Input records -
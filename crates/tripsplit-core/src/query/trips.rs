use std::sync::Arc;

use serde_json::Value;

use super::{is_first_page, now, MutationHandle, QueryClient, QueryState};
use crate::cache::{keys, optimistic, EntityKind, Key, KeyPredicate, MutationEvent, MutationToken, OptimisticUpdate};
use crate::models::{Page, Trip, TripCreate, TripListParams, TripUpdate};

impl QueryClient {
    pub async fn trips(&self, params: &TripListParams) -> QueryState<Page<Trip>> {
        let remote = Arc::clone(&self.remote);
        let params = *params;
        self.query(keys::trips::list(&params), move || async move { remote.list_trips(&params).await })
            .await
    }

    /// Pull-to-refresh for a trip list page.
    pub async fn refetch_trips(&self, params: &TripListParams) -> QueryState<Page<Trip>> {
        let remote = Arc::clone(&self.remote);
        let params = *params;
        self.refetch_query(keys::trips::list(&params), move || async move { remote.list_trips(&params).await })
            .await
    }

    /// Trip detail. A cold read is seeded from any cached list containing
    /// the trip, so opening a trip from the list renders without a request.
    pub async fn trip(&self, trip_id: i64) -> QueryState<Trip> {
        self.seeds.seed_trip(trip_id);
        let remote = Arc::clone(&self.remote);
        self.query(keys::trips::detail(trip_id), move || async move { remote.get_trip(trip_id).await })
            .await
    }

    pub fn create_trip(&self) -> MutationHandle<TripCreate, Trip> {
        self.mutation(|remote, input: TripCreate| {
            let remote = Arc::clone(remote);
            let mutation = CreateTrip {
                input: input.clone(),
                now: now(),
            };
            (mutation, async move { remote.create_trip(&input).await })
        })
    }

    pub fn update_trip(&self, trip_id: i64) -> MutationHandle<TripUpdate, Trip> {
        self.mutation(move |remote, patch: TripUpdate| {
            let remote = Arc::clone(remote);
            let mutation = UpdateTrip {
                trip_id,
                patch: patch.clone(),
            };
            (mutation, async move { remote.update_trip(trip_id, &patch).await })
        })
    }

    /// Delete a trip (admin only). Input is the trip id.
    pub fn delete_trip(&self) -> MutationHandle<i64, ()> {
        self.mutation(|remote, trip_id: i64| {
            let remote = Arc::clone(remote);
            let mutation = RemoveTrip {
                trip_id,
                name: "delete_trip",
            };
            (mutation, async move { remote.delete_trip(trip_id).await })
        })
    }

    /// Leave a trip as the current user. Input is the trip id.
    pub fn leave_trip(&self) -> MutationHandle<i64, ()> {
        self.mutation(|remote, trip_id: i64| {
            let remote = Arc::clone(remote);
            let mutation = RemoveTrip {
                trip_id,
                name: "leave_trip",
            };
            (mutation, async move { remote.leave_trip(trip_id).await })
        })
    }
}

struct CreateTrip {
    input: TripCreate,
    now: String,
}

impl OptimisticUpdate for CreateTrip {
    type Output = Trip;

    fn name(&self) -> &'static str {
        "create_trip"
    }

    fn affected(&self) -> Option<KeyPredicate> {
        Some(keys::trips::lists())
    }

    fn apply(&self, key: &Key, current: &Value, token: &MutationToken) -> Option<Value> {
        if !is_first_page(key) {
            return None;
        }
        let record = serde_json::to_value(self.input.to_optimistic(token.sentinel_id, &self.now)).ok()?;
        optimistic::prepend(current, &record)
    }

    fn reconcile(&self, _key: &Key, current: &Value, token: &MutationToken, output: &Trip, _: bool) -> Option<Value> {
        optimistic::replace_by_id(current, token.sentinel_id, &serde_json::to_value(output).ok()?)
    }

    fn revert(&self, _key: &Key, current: &Value, _before: Option<&Value>, token: &MutationToken) -> Option<Value> {
        optimistic::remove_by_id(current, token.sentinel_id)
    }

    fn event(&self, _output: &Trip) -> MutationEvent {
        MutationEvent::TripCreated
    }
}

struct UpdateTrip {
    trip_id: i64,
    patch: TripUpdate,
}

impl OptimisticUpdate for UpdateTrip {
    type Output = Trip;

    fn name(&self) -> &'static str {
        "update_trip"
    }

    fn affected(&self) -> Option<KeyPredicate> {
        Some(KeyPredicate::Exact(keys::trips::detail(self.trip_id)).or(keys::trips::lists()))
    }

    fn apply(&self, key: &Key, current: &Value, _token: &MutationToken) -> Option<Value> {
        let edit = |trip: &mut Trip| {
            trip.apply_update(&self.patch);
            true
        };
        match EntityKind::of(key)? {
            EntityKind::TripDetail => optimistic::update_as(current, edit),
            EntityKind::TripList => {
                optimistic::patch_by_id(current, self.trip_id, |row| optimistic::update_as(row, edit))
            }
            _ => None,
        }
    }

    fn reconcile(&self, key: &Key, current: &Value, _token: &MutationToken, output: &Trip, superseded: bool) -> Option<Value> {
        if superseded {
            return None;
        }
        let confirmed = serde_json::to_value(output).ok()?;
        match EntityKind::of(key)? {
            EntityKind::TripDetail => Some(confirmed),
            EntityKind::TripList => optimistic::replace_by_id(current, self.trip_id, &confirmed),
            _ => None,
        }
    }

    fn revert(&self, key: &Key, current: &Value, before: Option<&Value>, _token: &MutationToken) -> Option<Value> {
        let fields = self.patch.written_fields();
        match EntityKind::of(key)? {
            EntityKind::TripDetail => optimistic::restore_fields(current, before?, &fields),
            EntityKind::TripList => optimistic::restore_fields_by_id(current, before, self.trip_id, &fields),
            _ => None,
        }
    }

    fn event(&self, _output: &Trip) -> MutationEvent {
        MutationEvent::TripUpdated { trip_id: self.trip_id }
    }
}

/// Delete and leave share cache effects: nothing optimistic, the trip's
/// scope is invalidated once the server confirms.
struct RemoveTrip {
    trip_id: i64,
    name: &'static str,
}

impl OptimisticUpdate for RemoveTrip {
    type Output = ();

    fn name(&self) -> &'static str {
        self.name
    }

    fn event(&self, _output: &()) -> MutationEvent {
        MutationEvent::TripRemoved { trip_id: self.trip_id }
    }
}

#[cfg(test)]
mod tests {
    use super::*;
    use crate::api::ApiError;
    use crate::testing::{self, client, FakeRemote};

    fn list_key() -> Key {
        keys::trips::list(&TripListParams::default())
    }

    fn ids(client: &QueryClient) -> Vec<i64> {
        let state: QueryState<Page<Trip>> = client.cached(&list_key());
        state.data.unwrap().items.iter().map(|t| t.id).collect()
    }

    #[tokio::test]
    async fn test_trip_detail_seeded_from_list() {
        let remote = FakeRemote::new()
            .with_trip(testing::trip(7, "Lisbon"))
            .with_trip(testing::trip(8, "Porto"));
        let client = client(&remote);
        client.trips(&TripListParams::default()).await;

        let detail = client.trip(8).await;
        assert_eq!(detail.data.unwrap().name, "Porto");
        assert_eq!(remote.calls("get_trip"), 0);
    }

    #[tokio::test]
    async fn test_refetch_trips_ignores_freshness() {
        let remote = FakeRemote::new().with_trip(testing::trip(7, "Lisbon"));
        let client = client(&remote);
        client.trips(&TripListParams::default()).await;
        client.trips(&TripListParams::default()).await;
        assert_eq!(remote.calls("list_trips"), 1);

        client.refetch_trips(&TripListParams::default()).await;
        assert_eq!(remote.calls("list_trips"), 2);
    }

    #[tokio::test]
    async fn test_create_trip_shows_optimistic_row_then_server_row() {
        let remote = FakeRemote::new().with_trip(testing::trip(7, "Lisbon"));
        let client = client(&remote);
        client.trips(&TripListParams::default()).await;

        let gate = remote.gate("create_trip");
        let handle = client.create_trip();
        let running = {
            let handle = handle.clone();
            tokio::spawn(async move {
                handle
                    .mutate_async(TripCreate {
                        name: "Madrid".to_string(),
                        base_currency: "eur".to_string(),
                        ..Default::default()
                    })
                    .await
            })
        };
        while ids(&client).len() < 2 {
            tokio::task::yield_now().await;
        }
        let optimistic: QueryState<Page<Trip>> = client.cached(&list_key());
        let optimistic = optimistic.data.unwrap();
        assert!(optimistic.items[0].id < 0);
        assert!(optimistic.items[0].is_optimistic);
        assert_eq!(optimistic.total, 2);
        assert!(handle.is_pending());

        gate.notify_one();
        let created = running.await.unwrap().unwrap();
        assert_eq!(created.id, 101);
        assert_eq!(ids(&client), vec![101, 7]);
        let after: QueryState<Page<Trip>> = client.cached(&list_key());
        assert!(after.is_stale);
    }

    #[tokio::test]
    async fn test_update_trip_failure_restores_detail_and_list() {
        let remote = FakeRemote::new().with_trip(testing::trip(7, "Lisbon"));
        let client = client(&remote);
        client.trips(&TripListParams::default()).await;
        client.trip(7).await;
        let detail_before = client.store().peek(&keys::trips::detail(7)).unwrap().snapshot();
        let list_before = client.store().peek(&list_key()).unwrap().snapshot();

        remote.fail(
            "update_trip",
            ApiError::ServerRejected {
                status: 403,
                detail: "Only admins can update".to_string(),
            },
        );
        let patch = TripUpdate {
            name: Some("Sintra".to_string()),
            ..Default::default()
        };
        let err = client.update_trip(7).mutate_async(patch).await.unwrap_err();
        assert!(matches!(err, ApiError::ServerRejected { status: 403, .. }));
        assert_eq!(client.store().peek(&keys::trips::detail(7)).unwrap().snapshot(), detail_before);
        assert_eq!(client.store().peek(&list_key()).unwrap().snapshot(), list_before);
    }

    #[tokio::test]
    async fn test_update_trip_success_writes_server_record() {
        let remote = FakeRemote::new().with_trip(testing::trip(7, "Lisbon"));
        let client = client(&remote);
        client.trips(&TripListParams::default()).await;
        client.trip(7).await;

        let patch = TripUpdate {
            simplify_debts: Some(true),
            ..Default::default()
        };
        client.update_trip(7).mutate_async(patch).await.unwrap();
        let detail: QueryState<Trip> = client.cached(&keys::trips::detail(7));
        assert!(detail.data.unwrap().simplify_debts);
        assert!(detail.is_stale);
        let list: QueryState<Page<Trip>> = client.cached(&list_key());
        assert!(list.data.unwrap().items[0].simplify_debts);
    }

    #[tokio::test]
    async fn test_leave_trip_invalidates_trip_scope() {
        let remote = FakeRemote::new()
            .with_trip(testing::trip(7, "Lisbon"))
            .with_member(testing::member(3, 7, "Ana"));
        let client = client(&remote);
        client.trips(&TripListParams::default()).await;
        client.trip(7).await;
        client.members(7).await;

        client.leave_trip().mutate_async(7).await.unwrap();
        assert_eq!(remote.calls("leave_trip"), 1);
        assert!(client.store().peek(&keys::members::list(7)).unwrap().is_invalidated);
        assert!(client.store().peek(&keys::trips::detail(7)).unwrap().is_invalidated);
        assert!(client.store().peek(&list_key()).unwrap().is_invalidated);
    }
}
//! Solver variables.
//!
//! A [`Variable`] is a small `Copy` handle. Its identity is the numeric id
//! handed out by a [`VariableAllocator`]; the kind only decides how the
//! simplex engine is allowed to treat it.

use std::fmt;

/// The role a variable plays in the tableau.
#[derive(Debug, Clone, Copy, PartialEq, Eq, Hash)]
#[cfg_attr(feature = "serde", derive(serde::Serialize, serde::Deserialize))]
pub enum VariableKind {
    /// A client variable. Restricted externals must stay non-negative.
    External { restricted: bool },
    /// Converts an inequality into an equality.
    Slack,
    /// Measures the violation of a non-required constraint.
    Error,
    /// Marks the row of a required equality.
    Dummy,
}

/// A handle to a solver variable.
#[derive(Debug, Clone, Copy, PartialEq, Eq, Hash)]
#[cfg_attr(feature = "serde", derive(serde::Serialize, serde::Deserialize))]
pub struct Variable {
    id: u32,
    kind: VariableKind,
}

impl Variable {
    /// The numeric id of this variable.
    pub fn id(&self) -> u32 {
        self.id
    }

    pub fn kind(&self) -> VariableKind {
        self.kind
    }

    /// True only for client-created variables.
    pub fn is_external(&self) -> bool {
        matches!(self.kind, VariableKind::External { .. })
    }

    pub fn is_slack(&self) -> bool {
        matches!(self.kind, VariableKind::Slack)
    }

    pub fn is_error(&self) -> bool {
        matches!(self.kind, VariableKind::Error)
    }

    pub fn is_dummy(&self) -> bool {
        matches!(self.kind, VariableKind::Dummy)
    }

    /// Slack and error variables: the internal variables a new row may be
    /// solved for.
    pub fn is_pivotable(&self) -> bool {
        self.is_slack() || self.is_error()
    }

    /// Whether the simplex passes may move this variable into the basis.
    /// Dummies are pinned at zero and free externals never leave it.
    pub fn can_enter(&self) -> bool {
        match self.kind {
            VariableKind::External { restricted } => restricted,
            VariableKind::Slack | VariableKind::Error => true,
            VariableKind::Dummy => false,
        }
    }

    /// A restricted variable must keep a value `>= 0`.
    pub fn is_restricted(&self) -> bool {
        match self.kind {
            VariableKind::External { restricted } => restricted,
            VariableKind::Slack | VariableKind::Error | VariableKind::Dummy => true,
        }
    }
}

impl PartialOrd for Variable {
    fn partial_cmp(&self, other: &Self) -> Option<std::cmp::Ordering> {
        Some(self.cmp(other))
    }
}

impl Ord for Variable {
    fn cmp(&self, other: &Self) -> std::cmp::Ordering {
        self.id.cmp(&other.id)
    }
}

impl fmt::Display for Variable {
    fn fmt(&self, f: &mut fmt::Formatter<'_>) -> fmt::Result {
        let prefix = match self.kind {
            VariableKind::External { restricted: false } => "x",
            VariableKind::External { restricted: true } => "r",
            VariableKind::Slack => "s",
            VariableKind::Error => "e",
            VariableKind::Dummy => "d",
        };
        write!(f, "{}{}", prefix, self.id)
    }
}

/// Hands out variables with unique ids.
///
/// Every solver owns one allocator, so two variables from the same solver
/// never compare equal unless they are the same variable.
#[derive(Debug, Clone, Default)]
pub struct VariableAllocator {
    next: u32,
}

impl VariableAllocator {
    pub fn new() -> Self {
        Self::default()
    }

    fn allocate(&mut self, kind: VariableKind) -> Variable {
        let id = self.next;
        self.next += 1;
        Variable { id, kind }
    }

    /// A free external variable.
    pub fn external(&mut self) -> Variable {
        self.allocate(VariableKind::External { restricted: false })
    }

    /// An external variable that must remain non-negative.
    pub fn restricted(&mut self) -> Variable {
        self.allocate(VariableKind::External { restricted: true })
    }

    pub fn slack(&mut self) -> Variable {
        self.allocate(VariableKind::Slack)
    }

    pub fn error(&mut self) -> Variable {
        self.allocate(VariableKind::Error)
    }

    pub fn dummy(&mut self) -> Variable {
        self.allocate(VariableKind::Dummy)
    }

    /// Number of variables allocated so far.
    pub fn allocated(&self) -> u32 {
        self.next
    }

    /// Whether `variable` could have come from this allocator.
    pub fn owns(&self, variable: Variable) -> bool {
        variable.id < self.next
    }
}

Exercise prompt - Return, exactly as they stand, the lines from the start of the records above through the line with "pub async fn refetch_trips(&self, params: &TripListParams)", both ends included, and no other lines.

Written solution -
filename crates/tripsplit-core/src/query/trips.rs
use std::sync::Arc;

use serde_json::Value;

use super::{is_first_page, now, MutationHandle, QueryClient, QueryState};
use crate::cache::{keys, optimistic, EntityKind, Key, KeyPredicate, MutationEvent, MutationToken, OptimisticUpdate};
use crate::models::{Page, Trip, TripCreate, TripListParams, TripUpdate};

impl QueryClient {
    pub async fn trips(&self, params: &TripListParams) -> QueryState<Page<Trip>> {
        let remote = Arc::clone(&self.remote);
        let params = *params;
        self.query(keys::trips::list(&params), move || async move { remote.list_trips(&params).await })
            .await
    }

    /// Pull-to-refresh for a trip list page.
    pub async fn refetch_trips(&self, params: &TripListParams) -> QueryState<Page<Trip>> {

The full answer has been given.